September 19 – 23, 2013

Just outside the area we named “the Hidden Worlds,” was yet another intriguing area. Along the shoreline a small island, barely separated from the larger land mass, hid two pools just behind it.

As we motored in, the water went from very bright blue to a beautiful green in the pools themselves. In shallow water under the ledges we could see hundreds of bright blue damselfish.

Below, a gallery showing the entry to one of the pools . . .

And then a few photos of the pools themselves . . . (click to enlarge/scroll through any of the galleries in this post.)

The photos above were taken on different days, cloudy days lending it a subtle glow to the water while full sun brought out an almost neon brightness.

After exiting the pools and traveling along the ledges along the shoreline, we had a nice view of our boat behaving herself in the anchorage across the channel. Yet another lovely spot in a lovely place. – Cyndi

Hidden Worlds (Bay of Islands, Vanua Balavu, Fiji)

September 19 – 23, 2013

Above, a map showing the “Hidden Worlds” area in Vanua Balavu’s Bay of Islands.

We stumbled across this area when we returned to check out an anchorage possibility we’d passed by when we first arrived. Would it be more protected for upcoming winds? Not enough to justify moving (this goes back to when we decided to use our stern anchor and stay put where we were). We did, however, discover a beautiful area behind the anchorage. Below, the intriguing pass that led into this area.

Inside we discovered a large inner pool surrounded by steep-sided cliffs and bushy growth. A tiny rock island sat in the middle, and the surrounding blue-green water had the characteristic brightness of so many of these hidden areas. (Below, a gallery of photos of this pool—you can click to enlarge and scroll though the galleries that follow.)

It was quite beautiful, but even more beautiful was what we found behind a small island that bordered the back end of this pool. There were two passes, one on each side of the island, that led to yet another area. (Below, photos of both passes)

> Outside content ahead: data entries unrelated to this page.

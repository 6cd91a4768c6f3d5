//! Round and game result types.

use alloc::vec::Vec;

use crate::card::Card;
use crate::game::EndReason;
use crate::player::{Player, PlayerId};

/// A card dealt to one player during a round.
#[derive(Debug, Clone, Copy, PartialEq, Eq)]
pub struct Draw {
    /// The player ID.
    pub player_id: PlayerId,
    /// The card dealt.
    pub card: Card,
    /// The card's strength (2 through 14).
    pub strength: u8,
}

/// A player's score and funds at a point in time.
#[derive(Debug, Clone, Copy, PartialEq, Eq)]
pub struct Standing {
    /// The player ID.
    pub player_id: PlayerId,
    /// Rounds won so far.
    pub score: u32,
    /// Current funds.
    pub funds: i64,
    /// Whether the player is still on the roster.
    pub in_roster: bool,
}

impl Standing {
    pub(crate) const fn of(player: &Player, in_roster: bool) -> Self {
        Self {
            player_id: player.id(),
            score: player.score(),
            funds: player.funds(),
            in_roster,
        }
    }
}

/// Result of a single round.
///
/// The round is fully settled by the time this value exists; renderers may
/// reveal `draws` one at a time without touching the game.
#[derive(Debug, Clone, PartialEq, Eq)]
pub struct RoundResult {
    /// Round number, starting at 1.
    pub round: u32,
    /// Bet paid by each active player.
    pub bet: i64,
    /// Total paid to the winner (0 when nobody played).
    pub pot: i64,
    /// Cards dealt, in ascending player ID order.
    pub draws: Vec<Draw>,
    /// The round winner, if anyone played.
    pub winner: Option<PlayerId>,
    /// Players removed from the roster at the end of this round.
    pub eliminated: Vec<PlayerId>,
    /// Whether the deck was replaced with a fresh one during this round.
    pub reshuffled: bool,
    /// Scores and funds of every player after settlement.
    pub standings: Vec<Standing>,
}

/// Final report of a finished (or interrupted) game.
#[derive(Debug, Clone, PartialEq, Eq)]
pub struct GameSummary {
    /// Number of rounds played.
    pub rounds_played: u32,
    /// Why the game ended, or `None` if it is still in progress.
    pub end: Option<EndReason>,
    /// Scores and funds of every player.
    pub standings: Vec<Standing>,
    /// Players sharing the highest score (empty if nobody won a round).
    pub leaders: Vec<PlayerId>,
}
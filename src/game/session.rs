use tracing::info;

use crate::error::RoundError;
use crate::random::RandomSource;
use crate::result::{GameSummary, RoundResult};

use super::Game;

impl<R: RandomSource> Game<R> {
    /// Plays rounds until every round is used up or the roster is empty.
    ///
    /// # Errors
    ///
    /// Propagates the first error raised by [`Game::play_round`].
    ///
    /// # Example
    ///
    /// ```
    /// use highcard::{EndReason, Game, GameOptions};
    ///
    /// let mut game = Game::new(GameOptions::default().with_rounds(5), 7).unwrap();
    /// let summary = game.run().unwrap();
    /// assert_eq!(summary.rounds_played, 5);
    /// assert_eq!(summary.end, Some(EndReason::RoundsExhausted));
    /// ```
    pub fn run(&mut self) -> Result<GameSummary, RoundError> {
        self.run_with(|_| {})
    }

    /// Plays the remaining rounds, handing each result to `on_round`.
    ///
    /// # Errors
    ///
    /// Propagates the first error raised by [`Game::play_round`].
    pub fn run_with<F>(&mut self, mut on_round: F) -> Result<GameSummary, RoundError>
    where
        F: FnMut(&RoundResult),
    {
        while !self.is_over() {
            let result = self.play_round()?;
            on_round(&result);
        }

        let summary = self.summary();
        info!(
            rounds = summary.rounds_played,
            end = ?summary.end,
            leaders = ?summary.leaders,
            "game over"
        );
        Ok(summary)
    }
}
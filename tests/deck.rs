//! Deck integration tests.

use std::collections::HashSet;

use highcard::{Card, DECK_SIZE, DealError, Deck, DeckError, Rank, Suit};
use proptest::prelude::*;
use rand::SeedableRng;
use rand_chacha::ChaCha8Rng;

fn sorted(cards: &[Card]) -> Vec<(u8, u8)> {
    let mut keys: Vec<(u8, u8)> = cards
        .iter()
        .map(|card| (card.suit as u8, card.strength()))
        .collect();
    keys.sort_unstable();
    keys
}

#[test]
fn new_deck_has_every_card_once_in_canonical_order() {
    let deck = Deck::new();
    assert_eq!(deck.len(), DECK_SIZE);

    let unique: HashSet<Card> = deck.cards().iter().copied().collect();
    assert_eq!(unique.len(), DECK_SIZE);

    for suit in Suit::ALL {
        for rank in Rank::ALL {
            assert!(deck.contains(&Card::new(suit, rank)));
        }
    }

    assert_eq!(deck.cards()[0], Card::new(Suit::Hearts, Rank::Two));
    assert_eq!(deck.cards()[12], Card::new(Suit::Hearts, Rank::Ace));
    assert_eq!(deck.cards()[13], Card::new(Suit::Diamonds, Rank::Two));
    assert_eq!(deck.cards()[51], Card::new(Suit::Spades, Rank::Ace));
}

#[test]
fn deal_pops_from_the_end() {
    let mut deck = Deck::new();
    assert_eq!(deck.deal().unwrap(), Card::new(Suit::Spades, Rank::Ace));
    assert_eq!(deck.deal().unwrap(), Card::new(Suit::Spades, Rank::King));
    assert_eq!(deck.len(), DECK_SIZE - 2);
}

#[test]
fn dealing_a_shuffled_deck_yields_every_card_then_fails() {
    let mut rng = ChaCha8Rng::seed_from_u64(3);
    let mut deck = Deck::fresh_shuffled(&mut rng);

    let mut seen = HashSet::new();
    for remaining in (0..DECK_SIZE).rev() {
        let card = deck.deal().unwrap();
        assert!(seen.insert(card), "{card} dealt twice");
        assert_eq!(deck.len(), remaining);
    }

    assert!(deck.is_empty());
    assert_eq!(deck.deal().unwrap_err(), DealError::EmptyDeck);
}

#[test]
fn shuffle_changes_order_and_reshuffles_every_call() {
    let mut rng = ChaCha8Rng::seed_from_u64(11);
    let mut deck = Deck::new();

    deck.shuffle(&mut rng);
    assert_ne!(deck, Deck::new());

    let first = deck.clone();
    deck.shuffle(&mut rng);
    assert_ne!(deck, first);
}

#[test]
fn shuffle_with_same_seed_is_deterministic() {
    let a = Deck::fresh_shuffled(&mut ChaCha8Rng::seed_from_u64(99));
    let b = Deck::fresh_shuffled(&mut ChaCha8Rng::seed_from_u64(99));
    assert_eq!(a, b);
}

#[test]
fn from_cards_rejects_duplicates() {
    let ace = Card::new(Suit::Clubs, Rank::Ace);
    let two = Card::new(Suit::Clubs, Rank::Two);

    assert_eq!(
        Deck::from_cards(vec![ace, two, ace]).unwrap_err(),
        DeckError::DuplicateCard(ace)
    );

    let mut deck = Deck::from_cards(vec![two, ace]).unwrap();
    assert_eq!(deck.deal().unwrap(), ace);
    assert_eq!(deck.deal().unwrap(), two);
}

#[test]
fn rank_strength_follows_face_order() {
    let strengths: Vec<u8> = Rank::ALL.iter().map(|rank| rank.strength()).collect();
    assert_eq!(strengths, (2..=14).collect::<Vec<u8>>());
    assert!(Rank::Ace > Rank::King);
    assert!(Rank::Ten < Rank::Jack);
}

#[test]
fn card_display() {
    assert_eq!(
        Card::new(Suit::Spades, Rank::Ace).to_string(),
        "Ace of Spades"
    );
    assert_eq!(
        Card::new(Suit::Hearts, Rank::Ten).to_string(),
        "10 of Hearts"
    );
    assert_eq!(
        Card::new(Suit::Diamonds, Rank::Queen).to_string(),
        "Queen of Diamonds"
    );
}

proptest! {
    #[test]
    fn shuffle_is_a_permutation(seed in any::<u64>(), dealt in 0usize..=DECK_SIZE) {
        let mut rng = ChaCha8Rng::seed_from_u64(seed);
        let mut deck = Deck::new();
        for _ in 0..dealt {
            deck.deal().unwrap();
        }

        let before = sorted(deck.cards());
        deck.shuffle(&mut rng);

        prop_assert_eq!(deck.len(), DECK_SIZE - dealt);
        prop_assert_eq!(sorted(deck.cards()), before);
    }
}
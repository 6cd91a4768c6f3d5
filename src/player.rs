//! Player records.

use crate::card::Card;

/// Stable player identifier, assigned sequentially from 1.
pub type PlayerId = u8;

/// A player's record.
#[derive(Debug, Clone, PartialEq, Eq)]
pub struct Player {
    id: PlayerId,
    score: u32,
    funds: i64,
    last_card: Option<Card>,
}

impl Player {
    /// Creates a new player with the given funds.
    #[must_use]
    pub const fn new(id: PlayerId, funds: i64) -> Self {
        Self {
            id,
            score: 0,
            funds,
            last_card: None,
        }
    }

    /// Returns the player ID.
    #[must_use]
    pub const fn id(&self) -> PlayerId {
        self.id
    }

    /// Returns the number of rounds won.
    #[must_use]
    pub const fn score(&self) -> u32 {
        self.score
    }

    /// Returns the current funds.
    #[must_use]
    pub const fn funds(&self) -> i64 {
        self.funds
    }

    /// Returns the most recently dealt card.
    #[must_use]
    pub const fn last_card(&self) -> Option<Card> {
        self.last_card
    }

    /// Returns whether the player can cover the given bet.
    #[must_use]
    pub const fn can_cover(&self, bet: i64) -> bool {
        self.funds >= bet
    }

    /// Returns whether the player is out of funds.
    #[must_use]
    pub const fn is_broke(&self) -> bool {
        self.funds <= 0
    }

    pub(crate) const fn place_bet(&mut self, amount: i64) {
        self.funds -= amount;
    }

    pub(crate) const fn receive_card(&mut self, card: Card) {
        self.last_card = Some(card);
    }

    pub(crate) const fn win_pot(&mut self, pot: i64) {
        self.funds += pot;
        self.score += 1;
    }
}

This area’s pool was larger, yet it felt more enclosed and remote, a truly secret hidey-hole. The water glowed green and blue and thick vegetation covered its rock walls. It was an absolutely beautiful spot. –Cyndi

Snorkeling Around Our Anchorage (Bay of Islands, Vanua Balavu, Fiji)

September 19 – 23, 2013

We enjoyed snorkeling at the island by our anchorage, an easy swim from our boat. It didn’t look very exciting from above, but the water below the ledge was filled with interesting fish: many variations of blue damsels and probably hundreds of Picasso triggerfish ranging from inch-long babies to fairly large adults. They actually had burrows that they’d dart into if we got too close. We’re always excited to find even a single Picasso trigger; so seeing so many was pretty exciting, and we’ve never seen the burrow thing.

On one outing, we swam along the island to the small pass and made our way through to the other side. It wasn’t as prolific with the fish over there, but it was still worth a visit, especially when we spotted a trigger fish we’d never seen.

What did turn out to be really special was the large bombie we’d spotted from the dinghy on previous outings. This thing was huge, the size of a living room, and in contrast to the rocky sides of the islands, it was covered with an amazing array of corals. There were hard corals of all kinds, beautiful soft red corals, and sea fans. It had pinnacles and valleys that were right out of something Disney might create. As for fish, there seemed to be thousands of them, and they weren’t bothered by our presence.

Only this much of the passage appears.